Ведь только со стороны кажется, что вырабатывающийся автоматизм в движениях утомителен; наоборот, он является свидетельством достигнутого уровня квалификации, появившейся легкости и уверенности в работе, высокой производительности труда. Поэтому смену ритма, как таковую, хороший сборщик отнюдь не приветствует, уж, во всяком случае, облегчения для себя в ней не видит. Если тем не менее мы радуемся переменам, то в основе своей это имеет гораздо более глубокие причины. Сказывается тут какое-то новое, обостренное чувство личной роли в общем производственном процессе, ощущение радости труда именно в его массовом, коллективном свершении. Причем радость — понятие здеськонечно, не однозначное и вовсе не является синонимом удовольствия, которое, например, мы, гонщики, испытываем от быстрой езды. Труд есть труд, он доставляет человеку огромное удовлетворение, становится потребностью, но и сам требует неизбежных затрат физической силы, нервной энергии и все больше ума. Недаром ведь от слова «труд» происходят понятия «трудный», «трудности». Так что наши чувства в период освоения новой модели весьма и весьма сложные, достойные, так сказать, художественного отображения.

Но как их по-настоящему описать? Разве это по силам мне, если даже, излагая ход спортивных событий, я столь часто пасую, не нахожу нужных красок, сбиваюсь на репортаж?



Запись четырнадцатая

C колько... зим за рулем!

Москва. 1 января 1970 года.

 

Раз уж так повелось, что мои записи в дневнике появляются даже в новогоднюю ночь, решил сегодня снова обратиться к нему и, так сказать, продолжить традицию.

Правда, поводом на этот раз послужили не столь яркие события, как в те прошлые новогодние ночи, когда меня прямо-таки распирали впечатления — от побед в Эфиопии и в ралли Лондон — Сидней. Сегодняшний повод, хотя он тоже возник «на колесах», в автомобильной поездке, куда как скромнее, но взволновал он меня, признаться, изрядно.

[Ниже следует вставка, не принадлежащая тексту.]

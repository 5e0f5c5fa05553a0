//! In-place fixed-point complex FFT.
//!
//! A Stockham auto-sort radix-2 transform over Q31 twiddles. Every butterfly
//! stage halves its outputs (rounded to nearest), so a length-`m` transform
//! returns `DFT(x) / m` in the scale of its input and never grows past the
//! input's peak magnitude. Intermediate sums are formed in 64 bits and
//! saturated back to 32.

use crate::error::{check_len, StftError};
use crate::fixed::{shift_right, Rounding};
use crate::num::ComplexI32;

/// Direction of a complex transform.
#[derive(Debug, Clone, Copy, PartialEq, Eq)]
pub enum Direction {
    /// `e^{-2πi·jk/m}` kernel.
    Forward,
    /// `e^{+2πi·jk/m}` kernel.
    Inverse,
}

#[inline(always)]
fn halve(a: i64, b: i64) -> i32 {
    crate::fixed::saturate(shift_right(a + b, 1, Rounding::Nearest))
}

/// Scaled complex FFT of `data` using `scratch` as the ping-pong buffer.
///
/// `twiddles[k]` must hold `e^{-2πi·k/(2m)}` in Q31 for `k < m`, where
/// `m = data.len()`; this is the table a length-`2m` real transform keeps, so
/// the complex stage reads every second entry. The result is `DFT(data) / m`
/// (or the unnormalised inverse DFT divided by `m` for
/// [`Direction::Inverse`]), written back into `data`.
pub fn fft_q31_inplace(
    data: &mut [ComplexI32],
    scratch: &mut [ComplexI32],
    twiddles: &[ComplexI32],
    direction: Direction,
) -> Result<(), StftError> {
    let m = data.len();
    if m == 0 {
        return Err(StftError::MismatchedLengths {
            expected: 1,
            actual: 0,
        });
    }
    if !m.is_power_of_two() {
        return Err(StftError::UnsupportedSize(m));
    }
    if m == 1 {
        return Ok(());
    }
    if scratch.len() < m {
        return Err(StftError::MismatchedLengths {
            expected: m,
            actual: scratch.len(),
        });
    }
    check_len(m, twiddles.len())?;

    let data_ptr = data.as_ptr();
    let mut src: &mut [ComplexI32] = data;
    let mut dst: &mut [ComplexI32] = &mut scratch[..m];

    // n1 = number of groups, n2 = size of each group in this pass.
    let mut n1 = 1usize;
    let mut n2 = m;
    while n1 < m {
        n2 >>= 1;
        for k in 0..n1 {
            // exp(-2πi * k / (2*n1)) = table[2 * k * n2]
            let w = match direction {
                Direction::Forward => twiddles[2 * k * n2],
                Direction::Inverse => twiddles[2 * k * n2].conj(),
            };
            let base0 = 2 * k * n2;
            let base1 = base0 + n2;
            let out0 = k * n2;
            let out1 = (k + n1) * n2;
            for j in 0..n2 {
                let u = src[base0 + j];
                let (v_re, v_im) = src[base1 + j].mul_q31(w);
                let (u_re, u_im) = (u.re as i64, u.im as i64);
                dst[out0 + j] = ComplexI32::new(halve(u_re, v_re), halve(u_im, v_im));
                dst[out1 + j] = ComplexI32::new(halve(u_re, -v_re), halve(u_im, -v_im));
            }
        }
        core::mem::swap(&mut src, &mut dst);
        n1 <<= 1;
    }

    // After an odd number of passes the result sits in scratch.
    if src.as_ptr() != data_ptr {
        dst.copy_from_slice(src);
    }
    Ok(())
}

Собственно, то была самая обыкновенная поездка в такси. Мы возвращались с женой после встречи Нового года в доме друзей и, естественно, вспомнили, как радостно было в эти же часы ровно год назад, когда несколько сот заводчан и спортсменов самоотверженно, вместо того чтобы бражничать за новогодним столом, устроили нам, гонщикам, встречу на Шереметьевском аэродроме. Так прекрасно и трогательно! Я, как спортсмен, знаю уже немало счастливых минут, которые дарит трудная победа, сладких мгновений увенчания лаврами и тому подобное.

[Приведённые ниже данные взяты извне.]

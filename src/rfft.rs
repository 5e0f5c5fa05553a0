//! Fixed-point real FFT engine.
//!
//! A length-`N` real transform is computed by packing even/odd samples into a
//! length-`N/2` complex sequence, running the scaled complex FFT from
//! [`crate::fft`] and splitting the result with the usual real-FFT
//! post-processing. The forward transform returns `DFT(x) / N`, so a Q30 frame
//! comes out at `Q(30 - log2 N)`; the inverse is the normalised inverse DFT and
//! keeps the scale of its input.
//!
//! Twiddle tables are Q31 and shared through [`RfftPlanner`].

use alloc::{collections::VecDeque, sync::Arc, vec, vec::Vec};

use hashbrown::HashMap;

use crate::error::{check_len, ConfigError, StftError};
use crate::fft::{fft_q31_inplace, Direction};
use crate::fixed::{saturate, shift_right, Rounding, Q};
use crate::num::ComplexI32;

/// Number of real samples that make up a complex pair.
pub const STRIDE: usize = 2;

/// Smallest supported transform length.
pub const MIN_FFT_SIZE: usize = 16;

/// Largest supported transform length.
pub const MAX_FFT_SIZE: usize = 4096;

/// Maximum number of cached twiddle tables to retain in the planner.
pub const MAX_CACHE_ENTRIES: usize = 8;

/// Scale of a windowed Q15×Q15 frame entering the forward transform.
const WINDOWED_Q: Q = Q::Q30;

/// Whether `n` is a transform length [`FixedRfft`] accepts.
#[inline]
pub fn is_supported_size(n: usize) -> bool {
    n.is_power_of_two() && (MIN_FFT_SIZE..=MAX_FFT_SIZE).contains(&n)
}

fn check_size(n: usize) -> Result<(), StftError> {
    if !n.is_power_of_two() {
        return Err(ConfigError::NonPowerOfTwo(n).into());
    }
    if !is_supported_size(n) {
        return Err(StftError::UnsupportedSize(n));
    }
    Ok(())
}

/// Output scale of the forward transform of a windowed (Q30) frame.
///
/// ```
/// use qstft::{rfft::native_q, Q};
/// assert_eq!(native_q(512).unwrap(), Q::Q21);
/// assert_eq!(native_q(1024).unwrap(), Q::Q20);
/// ```
pub fn native_q(fft_size: usize) -> Result<Q, StftError> {
    check_size(fft_size)?;
    WINDOWED_Q
        .checked_sub(fft_size.trailing_zeros())
        .ok_or(StftError::UnsupportedSize(fft_size))
}

/// Build the Q31 table `e^{-2πi·k/n}` for `k < n/2`.
fn build_twiddle_table(n: usize) -> Result<Vec<ComplexI32>, StftError> {
    check_size(n)?;
    let step = -2.0 * core::f64::consts::PI / n as f64;
    Ok((0..n / STRIDE)
        .map(|k| ComplexI32::from_angle(step * k as f64))
        .collect())
}

/// Planner that caches twiddle tables by transform length.
///
/// Tables are handed out as `Arc<[ComplexI32]>` so every engine of the same
/// size shares one read-only copy. Cached tables are evicted in
/// least-recently-used order once more than [`MAX_CACHE_ENTRIES`] sizes have
/// been requested.
#[derive(Debug, Default)]
pub struct RfftPlanner {
    cache: HashMap<usize, Arc<[ComplexI32]>>,
    /// LRU order, most recent at the back.
    cache_order: VecDeque<usize>,
}

impl RfftPlanner {
    pub fn new() -> Self {
        Self::default()
    }

    /// Retrieve or build the twiddle table for an `n`-point real transform.
    pub fn get_twiddles(&mut self, n: usize) -> Result<Arc<[ComplexI32]>, StftError> {
        let table = match self.cache.get(&n) {
            Some(table) => Arc::clone(table),
            None => {
                let table: Arc<[ComplexI32]> = Arc::from(build_twiddle_table(n)?);
                if self.cache.len() == MAX_CACHE_ENTRIES {
                    if let Some(old) = self.cache_order.pop_front() {
                        self.cache.remove(&old);
                    }
                }
                self.cache.insert(n, Arc::clone(&table));
                table
            }
        };
        self.cache_order.retain(|&x| x != n);
        self.cache_order.push_back(n);
        Ok(table)
    }

    /// Number of entries currently stored in the twiddle cache.
    pub fn cache_len(&self) -> usize {
        self.cache.len()
    }
}

/// Real-valued FFT collaborator used by the analyzer and synthesizer.
///
/// Implementations must be deterministic and bit-exact: the same input always
/// yields the same output.
pub trait RealFftImpl {
    /// Transform length `N` in real samples.
    fn len(&self) -> usize;

    /// Number of complex bins exchanged with the transform, `N/2 + 1`.
    fn bins(&self) -> usize {
        self.len() / STRIDE + 1
    }

    /// Scale of the forward output for input at scale `input_q`.
    fn output_q(&self, input_q: Q) -> Result<Q, StftError>;

    /// Forward transform of `N` real samples into `N/2 + 1` bins.
    fn forward(&mut self, input: &[i32], output: &mut [ComplexI32]) -> Result<(), StftError>;

    /// Inverse transform of `N/2 + 1` bins into `N` real samples.
    ///
    /// The imaginary parts of the DC and Nyquist bins are ignored.
    fn inverse(&mut self, input: &[ComplexI32], output: &mut [i32]) -> Result<(), StftError>;
}

#[inline(always)]
fn half_sum(a: i64, b: i64) -> i64 {
    shift_right(a + b, 1, Rounding::Nearest)
}

/// Default fixed-point real FFT.
///
/// Owns its complex work buffers, so an instance performs no allocation after
/// construction and never shares mutable state with another instance.
#[derive(Debug, Clone)]
pub struct FixedRfft {
    n: usize,
    twiddles: Arc<[ComplexI32]>,
    work: Vec<ComplexI32>,
    scratch: Vec<ComplexI32>,
}

impl FixedRfft {
    /// Engine for `n`-point transforms with a private twiddle table.
    pub fn new(n: usize) -> Result<Self, StftError> {
        let twiddles = Arc::from(build_twiddle_table(n)?);
        Self::with_twiddles(n, twiddles)
    }

    /// Engine whose twiddle table comes from (and stays cached in) `planner`.
    pub fn with_planner(n: usize, planner: &mut RfftPlanner) -> Result<Self, StftError> {
        let twiddles = planner.get_twiddles(n)?;
        Self::with_twiddles(n, twiddles)
    }

    /// Engine reusing an existing table built for `n`.
    pub fn with_twiddles(n: usize, twiddles: Arc<[ComplexI32]>) -> Result<Self, StftError> {
        check_size(n)?;
        let m = n / STRIDE;
        check_len(m, twiddles.len())?;
        log::debug!("fixed rfft: n={n}, native output {}", native_q(n)?);
        Ok(Self {
            n,
            twiddles,
            work: vec![ComplexI32::ZERO; m],
            scratch: vec![ComplexI32::ZERO; m],
        })
    }

    /// The shared twiddle table.
    pub fn twiddles(&self) -> &Arc<[ComplexI32]> {
        &self.twiddles
    }
}

impl RealFftImpl for FixedRfft {
    fn len(&self) -> usize {
        self.n
    }

    fn output_q(&self, input_q: Q) -> Result<Q, StftError> {
        input_q
            .checked_sub(self.n.trailing_zeros())
            .ok_or(StftError::InvalidQFormat(input_q.bits()))
    }

    fn forward(&mut self, input: &[i32], output: &mut [ComplexI32]) -> Result<(), StftError> {
        let m = self.n / STRIDE;
        check_len(self.n, input.len())?;
        check_len(m + 1, output.len())?;

        for (z, pair) in self.work.iter_mut().zip(input.chunks_exact(STRIDE)) {
            *z = ComplexI32::new(pair[0], pair[1]);
        }
        fft_q31_inplace(
            &mut self.work,
            &mut self.scratch,
            &self.twiddles,
            Direction::Forward,
        )?;

        let z = &self.work;
        let (z0_re, z0_im) = (z[0].re as i64, z[0].im as i64);
        output[0] = ComplexI32::new(saturate(half_sum(z0_re, z0_im)), 0);
        output[m] = ComplexI32::new(saturate(half_sum(z0_re, -z0_im)), 0);
        for k in 1..m {
            let (a_re, a_im) = (z[k].re as i64, z[k].im as i64);
            // b = conj(Z[m - k])
            let (b_re, b_im) = (z[m - k].re as i64, -(z[m - k].im as i64));
            let (s_re, s_im) = (half_sum(a_re, b_re), half_sum(a_im, b_im));
            let diff = ComplexI32::saturating_from(half_sum(a_re, -b_re), half_sum(a_im, -b_im));
            let (t_re, t_im) = diff.mul_q31(self.twiddles[k]);
            output[k] = ComplexI32::saturating_from(half_sum(s_re, t_im), half_sum(s_im, -t_re));
        }
        Ok(())
    }

    fn inverse(&mut self, input: &[ComplexI32], output: &mut [i32]) -> Result<(), StftError> {
        let m = self.n / STRIDE;
        check_len(m + 1, input.len())?;
        check_len(self.n, output.len())?;

        let (x0, xm) = (input[0].re as i64, input[m].re as i64);
        self.work[0] = ComplexI32::saturating_from(half_sum(x0, xm), half_sum(x0, -xm));
        for k in 1..m {
            let (a_re, a_im) = (input[k].re as i64, input[k].im as i64);
            let (b_re, b_im) = (input[m - k].re as i64, -(input[m - k].im as i64));
            let (s_re, s_im) = (half_sum(a_re, b_re), half_sum(a_im, b_im));
            let diff = ComplexI32::saturating_from(half_sum(a_re, -b_re), half_sum(a_im, -b_im));
            let (t_re, t_im) = diff.mul_q31(self.twiddles[k].conj());
            self.work[k] = ComplexI32::saturating_from(s_re - t_im, s_im + t_re);
        }
        fft_q31_inplace(
            &mut self.work,
            &mut self.scratch,
            &self.twiddles,
            Direction::Inverse,
        )?;

        for (pair, z) in output.chunks_exact_mut(STRIDE).zip(self.work.iter()) {
            pair[0] = z.re;
            pair[1] = z.im;
        }
        Ok(())
    }
}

Но тогда, на аэродроме, были минуты не просто триумфа, а подлинного счастья — ни с чем не сравнимого счастья единения со своим народом, с друзьями, с родным заводским коллективом. Навсегда останется в моем сердце тепло той встречи, и не мудрено, что сегодня, ровно год спустя, мы с женой заговорили о ней, вспомнили о том, как она проходила.

И тут я заметил, что таксист, мчавший нас до тех пор с недозволенной в городе скоростью («план выполняет»—оправдал я его мысленно), вдруг сбросил газ и, со все большим интересом поглядывая на меня, стал явно прислушиваться к нашему разговору. Я дернул жену за руку — просто неудобно как-то стало от такой «саморекламы», —и мы смущенно замолчали. Но было уже поздно: шофер завел разговор о ралли Лондон — Сидней, заявил, что будто бы узнал меня в лицо, запомнив по одной из телевизионных передач, посвященных этому ралли, и буквально засыпал вопросами о том, как «все было». Я, разумеется, постарался удовлетворить его любопытство.

Все бы ничего, если б в заключение, когда мы уже подъехали к дому и я расплачивался за проезд, он не спросил меня самым безобидным тоном:

— А что ж на такси-то, а не на своей ездите? …Или зимой не рискуете все же?

Я удивился:

— На какой... своей?.. У меня нет машины.

— Рассказывайте! — По лицу его пробежала тень отчуждения.—Всем известно: по машине и по квартире каждый из участников получил.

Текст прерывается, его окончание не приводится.